THE TASK - Go through the entries below and copy each line that holds the word "filter".

════

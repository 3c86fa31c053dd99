//! HTTP(S) proxy detection from the process environment.
//!
//! Only the conventional `*_proxy` / `no_proxy` variables are honored; lower
//! case wins over upper case, as curl and most tools do.

use url::Url;

#[derive(Debug, Clone, Default, PartialEq, Eq)]
pub struct ProxyConfig {
    http: Option<String>,
    https: Option<String>,
    no_proxy: Vec<String>,
}

impl ProxyConfig {
    /// No proxy for any URL.
    pub fn none() -> Self {
        Self::default()
    }

    pub fn from_env() -> Self {
        let cfg = Self::from_lookup(|name| std::env::var(name).ok());
        if cfg.http.is_some() || cfg.https.is_some() {
            tracing::debug!(
                http = cfg.http.as_deref().unwrap_or("-"),
                https = cfg.https.as_deref().unwrap_or("-"),
                no_proxy = cfg.no_proxy.len(),
                "proxy detected from environment"
            );
        }
        cfg
    }

    /// Build from an arbitrary variable source (tests pass a map here).
    pub fn from_lookup<F>(get: F) -> Self
    where
        F: Fn(&str) -> Option<String>,
    {
        let var = |name: &str| {
            get(&name.to_ascii_lowercase())
                .or_else(|| get(&name.to_ascii_uppercase()))
                .map(|v| v.trim().to_string())
                .filter(|v| !v.is_empty())
        };
        let all = var("all_proxy");
        let http = var("http_proxy").or_else(|| all.clone());
        let https = var("https_proxy").or(all);
        let no_proxy = var("no_proxy")
            .map(|v| {
                v.split(',')
                    .map(|s| s.trim().trim_start_matches('.').to_ascii_lowercase())
                    .filter(|s| !s.is_empty())
                    .collect()
            })
            .unwrap_or_default();
        Self {
            http,
            https,
            no_proxy,
        }
    }

    /// Proxy URL to use for `url`, if any.
    pub fn for_url(&self, url: &Url) -> Option<&str> {
        let proxy = match url.scheme() {
            "https" => self.https.as_deref(),
            "http" => self.http.as_deref(),
            _ => None,
        }?;
        let host = url.host_str()?.trim_start_matches('[').trim_end_matches(']');
        if self.bypasses(&host.to_ascii_lowercase()) {
            return None;
        }
        Some(proxy)
    }

    fn bypasses(&self, host: &str) -> bool {
        self.no_proxy.iter().any(|entry| {
            entry == "*"
                || host == entry
                || (host.len() > entry.len()
                    && host.ends_with(entry.as_str())
                    && host.as_bytes()[host.len() - entry.len() - 1] == b'.')
        })
    }
}

#[cfg(test)]
mod tests {
    use super::*;
    use std::collections::HashMap;

    fn cfg(vars: &[(&str, &str)]) -> ProxyConfig {
        let map: HashMap<String, String> = vars
            .iter()
            .map(|(k, v)| (k.to_string(), v.to_string()))
            .collect();
        ProxyConfig::from_lookup(|k| map.get(k).cloned())
    }

    fn url(s: &str) -> Url {
        Url::parse(s).unwrap()
    }

    #[test]
    fn picks_proxy_by_scheme() {
        let c = cfg(&[
            ("http_proxy", "http://p1:3128"),
            ("HTTPS_PROXY", "http://p2:3128"),
        ]);
        assert_eq!(c.for_url(&url("http://a.test/")), Some("http://p1:3128"));
        assert_eq!(c.for_url(&url("https://a.test/")), Some("http://p2:3128"));
    }

    #[test]
    fn lower_case_wins_and_all_proxy_is_fallback() {
        let c = cfg(&[
            ("https_proxy", "http://lower:1"),
            ("HTTPS_PROXY", "http://upper:1"),
            ("ALL_PROXY", "socks5h://all:1080"),
        ]);
        assert_eq!(c.for_url(&url("https://a.test/")), Some("http://lower:1"));
        assert_eq!(c.for_url(&url("http://a.test/")), Some("socks5h://all:1080"));
    }

    #[test]
    fn no_proxy_matches_exact_and_suffix() {
        let c = cfg(&[
            ("https_proxy", "http://p:1"),
            ("no_proxy", "localhost, .internal.test,example.org"),
        ]);
        assert_eq!(c.for_url(&url("https://localhost/")), None);
        assert_eq!(c.for_url(&url("https://svc.internal.test/")), None);
        assert_eq!(c.for_url(&url("https://internal.test/")), None);
        assert_eq!(c.for_url(&url("https://cdn.example.org/")), None);
        assert_eq!(c.for_url(&url("https://notexample.org/")), Some("http://p:1"));
    }

    #[test]
    fn no_proxy_wildcard_disables_everything() {
        let c = cfg(&[("https_proxy", "http://p:1"), ("NO_PROXY", "*")]);
        assert_eq!(c.for_url(&url("https://a.test/")), None);
    }

    #[test]
    fn empty_environment_means_no_proxy() {
        let c = cfg(&[]);
        assert_eq!(c, ProxyConfig::none());
        assert_eq!(c.for_url(&url("https://a.test/")), None);
    }
}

════

SOLUTION TO THE EXERCISE -
                .filter(|v| !v.is_empty())
                    .filter(|s| !s.is_empty())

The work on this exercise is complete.